First the NBA shuttered its doors. Then Covid-19 set its sights on March Madness. Then the MLB. Then the Olympics. Finally, it came for the NHL.

 As the novel virus continues to ravage the U.S. economy and with the death toll close to 81,000 and counting, sports seem superfluous. And yet I am sure that I am not alone when I say that the thought of no college football this fall fills me with ice-cold dread.

During this current sports-less void, I’ve observed my MSU-loving brother-in-law avidly re-watching the 2014 Rose Bowl in which Michigan State eked out a win against Stanford.

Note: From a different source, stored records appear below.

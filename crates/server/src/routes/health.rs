use crate::error::ServerResult;
use crate::metrics::render as render_metrics;
use crate::state::{EngineState, ServerMetadata, ServerState};
use axum::extract::State;
use axum::http::{header, StatusCode};
use axum::response::IntoResponse;
use axum::Json;
use serde_json::json;
use std::sync::Arc;
use std::time::SystemTime;
use vibematcher::FATAL_LOAD_MESSAGE;

/// Global server start time for uptime calculation
static SERVER_START_TIME: once_cell::sync::Lazy<SystemTime> =
    once_cell::sync::Lazy::new(SystemTime::now);

fn uptime_seconds() -> u64 {
    SERVER_START_TIME
        .elapsed()
        .map(|d| d.as_secs())
        .unwrap_or(0)
}

/// Liveness: 200 whenever the process is serving, even if the matcher failed to load.
pub async fn health_check() -> impl IntoResponse {
    Json(json!({
        "status": "healthy",
        "service": "vibematcher-server",
        "timestamp": chrono::Utc::now().to_rfc3339(),
        "uptime_seconds": uptime_seconds(),
    }))
}

/// Readiness: 200 once the catalog vectors are built, 503 if startup failed.
pub async fn readiness_check(State(state): State<Arc<ServerState>>) -> impl IntoResponse {
    match &state.engine {
        EngineState::Ready(matcher) => (
            StatusCode::OK,
            Json(json!({
                "status": "ready",
                "service": "vibematcher-server",
                "timestamp": chrono::Utc::now().to_rfc3339(),
                "uptime_seconds": uptime_seconds(),
                "components": {
                    "api": "ready",
                    "model": matcher.model_name(),
                    "catalog_items": matcher.catalog().len(),
                    "vectors_built": matcher.is_built(),
                }
            })),
        ),
        EngineState::Failed(reason) => (
            StatusCode::SERVICE_UNAVAILABLE,
            Json(json!({
                "status": "unavailable",
                "service": "vibematcher-server",
                "timestamp": chrono::Utc::now().to_rfc3339(),
                "message": FATAL_LOAD_MESSAGE,
                "reason": reason,
            })),
        ),
    }
}

/// Prometheus metrics endpoint
pub async fn metrics(State(state): State<Arc<ServerState>>) -> impl IntoResponse {
    if !state.config.metrics_enabled {
        return (StatusCode::NOT_FOUND, "metrics disabled\n".to_string()).into_response();
    }
    let body = render_metrics().unwrap_or_default();
    (
        [(header::CONTENT_TYPE, "text/plain; version=0.0.4")],
        body,
    )
        .into_response()
}

/// Server metadata endpoint
pub async fn server_metadata(
    State(state): State<Arc<ServerState>>,
) -> ServerResult<impl IntoResponse> {
    let matcher = state.matcher()?;

    Ok(Json(ServerMetadata {
        version: env!("CARGO_PKG_VERSION").to_string(),
        uptime_seconds: uptime_seconds(),
        model: matcher.model_name().to_string(),
        catalog_items: matcher.catalog().len(),
    }))
}
//! Vibe Matcher text embedding layer
//!
//! Turns short English text (a product description, a user's "vibe" query) into a dense vector
//! whose cosine similarity tracks semantic closeness.
//!
//! Two backends sit behind the [`Embedder`] trait:
//!
//! - **ONNX mode** runs `all-mpnet-base-v2` locally. The model and tokenizer are fetched once when
//!   missing, loaded once, and then served from a dedicated worker thread.
//! - **Fast mode** is a deterministic hashing bag-of-words embedder. No model files, no network.
//!   Tests and benches use it.
//!
//! There is no silent fallback: if ONNX mode is requested and the model cannot be loaded,
//! [`load_embedder`] returns the error and the caller decides what to do.
//!
//! ## Quick example
//!
//! ```no_run
//! use semantic::{load_embedder, SemanticConfig};
//!
//! #[tokio::main]
//! async fn main() -> Result<(), semantic::SemanticError> {
//!     let embedder = load_embedder(&SemanticConfig::default()).await?;
//!     let vector = embedder.embed("energetic urban chic")?;
//!     println!("dim = {}", vector.len());
//!     Ok(())
//! }
//! ```

pub mod config;
pub mod error;

mod assets;
mod cache;
mod normalize;
mod onnx;
mod stub;

use std::sync::Arc;

use tracing::info;

pub use crate::config::{EmbeddingMode, SemanticConfig};
pub use crate::error::SemanticError;
pub use crate::onnx::OnnxEmbedder;
pub use crate::stub::HashingEmbedder;

/// Anything that can turn text into fixed-width vectors.
///
/// Implementations must return one vector per input, in input order, all of the same width.
pub trait Embedder: Send + Sync {
    /// Label of the model behind this embedder, for logs and health output.
    fn model_name(&self) -> &str;

    fn embed_batch(&self, texts: &[&str]) -> Result<Vec<Vec<f32>>, SemanticError>;

    fn embed(&self, text: &str) -> Result<Vec<f32>, SemanticError> {
        self.embed_batch(&[text])?
            .pop()
            .ok_or_else(|| SemanticError::Inference("embedder returned no vector".into()))
    }
}

/// Build the embedder described by `cfg`.
///
/// In ONNX mode this resolves (and if needed downloads) the model assets, then starts the
/// inference worker on a blocking thread. Calling it twice loads the model twice, so callers keep
/// the returned handle around.
pub async fn load_embedder(cfg: &SemanticConfig) -> Result<Arc<dyn Embedder>, SemanticError> {
    match cfg.mode {
        EmbeddingMode::Fast => {
            let embedder = HashingEmbedder::new(cfg)?;
            info!(
                model = embedder.model_name(),
                dim = embedder.dimension(),
                "hashing embedder ready"
            );
            Ok(Arc::new(embedder))
        }
        EmbeddingMode::Onnx => {
            let assets = assets::resolve_model_assets(cfg).await?;
            let worker_cfg = cfg.clone();
            let embedder =
                tokio::task::spawn_blocking(move || OnnxEmbedder::spawn(assets, &worker_cfg))
                    .await
                    .map_err(|e| SemanticError::Inference(e.to_string()))??;
            info!(model = embedder.model_name(), "onnx embedder ready");
            Ok(Arc::new(embedder))
        }
    }
}

#[cfg(test)]
mod tests {
    use super::*;
    use std::path::PathBuf;

    #[tokio::test]
    async fn fast_mode_loads_hashing_embedder() {
        let embedder = load_embedder(&SemanticConfig::fast()).await.unwrap();
        assert_eq!(embedder.model_name(), "hashing-bow");
        assert_eq!(embedder.embed("big cat").unwrap().len(), 768);
    }

    #[tokio::test]
    async fn fast_mode_is_deterministic() {
        let embedder = load_embedder(&SemanticConfig::fast()).await.unwrap();
        let a = embedder.embed("big cat").unwrap();
        let b = embedder.embed("big cat").unwrap();
        assert_eq!(a, b);
    }

    #[tokio::test]
    async fn fast_mode_respects_normalize_flag() {
        let cfg = SemanticConfig {
            normalize: false,
            ..SemanticConfig::fast()
        };
        let embedder = load_embedder(&cfg).await.unwrap();
        let v = embedder.embed("cat cat cat").unwrap();
        let norm: f32 = v.iter().map(|x| x * x).sum::<f32>().sqrt();
        assert!((norm - 3.0).abs() < 1e-5, "norm={norm}");
    }

    #[tokio::test]
    async fn empty_batch_is_empty() {
        let embedder = load_embedder(&SemanticConfig::fast()).await.unwrap();
        assert!(embedder.embed_batch(&[]).unwrap().is_empty());
    }

    #[tokio::test]
    async fn onnx_mode_without_assets_is_an_error() {
        let dir = tempfile::tempdir().unwrap();
        let cfg = SemanticConfig {
            model_path: dir.path().join("model.onnx"),
            model_url: None,
            tokenizer_path: Some(dir.path().join("tokenizer.json")),
            tokenizer_url: None,
            ..SemanticConfig::default()
        };
        let err = load_embedder(&cfg).await.err().unwrap();
        assert!(matches!(err, SemanticError::ModelNotFound(_)));
    }

    #[tokio::test]
    #[ignore = "requires local ONNX + tokenizer assets under models/"]
    async fn real_model_inference() {
        let manifest_dir = PathBuf::from(env!("CARGO_MANIFEST_DIR"));
        let workspace_root = manifest_dir
            .parent()
            .and_then(|p| p.parent())
            .expect("workspace root");
        let model_dir = workspace_root.join("models").join("all-mpnet-base-v2");

        let cfg = SemanticConfig {
            model_path: model_dir.join("onnx").join("model.onnx"),
            tokenizer_path: Some(model_dir.join("tokenizer.json")),
            ..SemanticConfig::default()
        };

        let embedder = load_embedder(&cfg)
            .await
            .expect("inference should start with real model");
        let vectors = embedder
            .embed_batch(&["hello world", "a cozy knit cardigan for rainy days"])
            .unwrap();
        assert_eq!(vectors.len(), 2);
        for v in &vectors {
            assert_eq!(v.len(), 768);
            let norm: f32 = v.iter().map(|x| x * x).sum::<f32>().sqrt();
            assert!((norm - 1.0).abs() < 1e-3);
        }
    }
}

And who among us hasn’t watched cherry-pit spitting contests on ESPN8: The Ocho to find some sense of normality? SPORTS!

 As it remains in doubt whether college football will take place this fall, take heart—“though we are trained from birth to believe otherwise,” writes ESPN’s Ivan Maisel, “college football does not need to occur in autumn.”

 In fact, some of the game’s greatest rivalries were born out of late winter and spring. Stanford first stunned the more experienced University of California, Berkeley in March of 1892; Auburn and Georgia first met on the field in February of 1892; USC randomly decided to play four of their games in January or February from 1888-1893; Alabama and Auburn first tussled in February of 1893; and finally, in one of college football’s greatest rivalries, the University of Michigan traveled down to South Bend to beat Notre Dame first in November of 1887 and then for a second time in April of 1888. (Full disclosure: I am a Michigan fan so no, I cannot be neutral on that one.)

“Games were played in those years almost on an ad hoc basis,” USC football historian Michael Glenn told ESPN. “There was no concept of seasons.”

 Granted these 19th century games were more akin to rugby than the football we are familiar with today, but as we steadily lose all concept of time, days, weeks, and seasons, it doesn’t hurt to look at the ad hoc spring football games of yore.

While it might feel like blasphemy—“thou shall not play football in the spring”—remember, as we co-opt the words of the great F. Scott Fitzgerald, “so we beat on, boats against the current [Coronavirus], borne back ceaselessly into the past.”

And to anyone who has stood out in those brutally cold late November games, a springtime game might be a welcome change for your poor, frostbitten toes.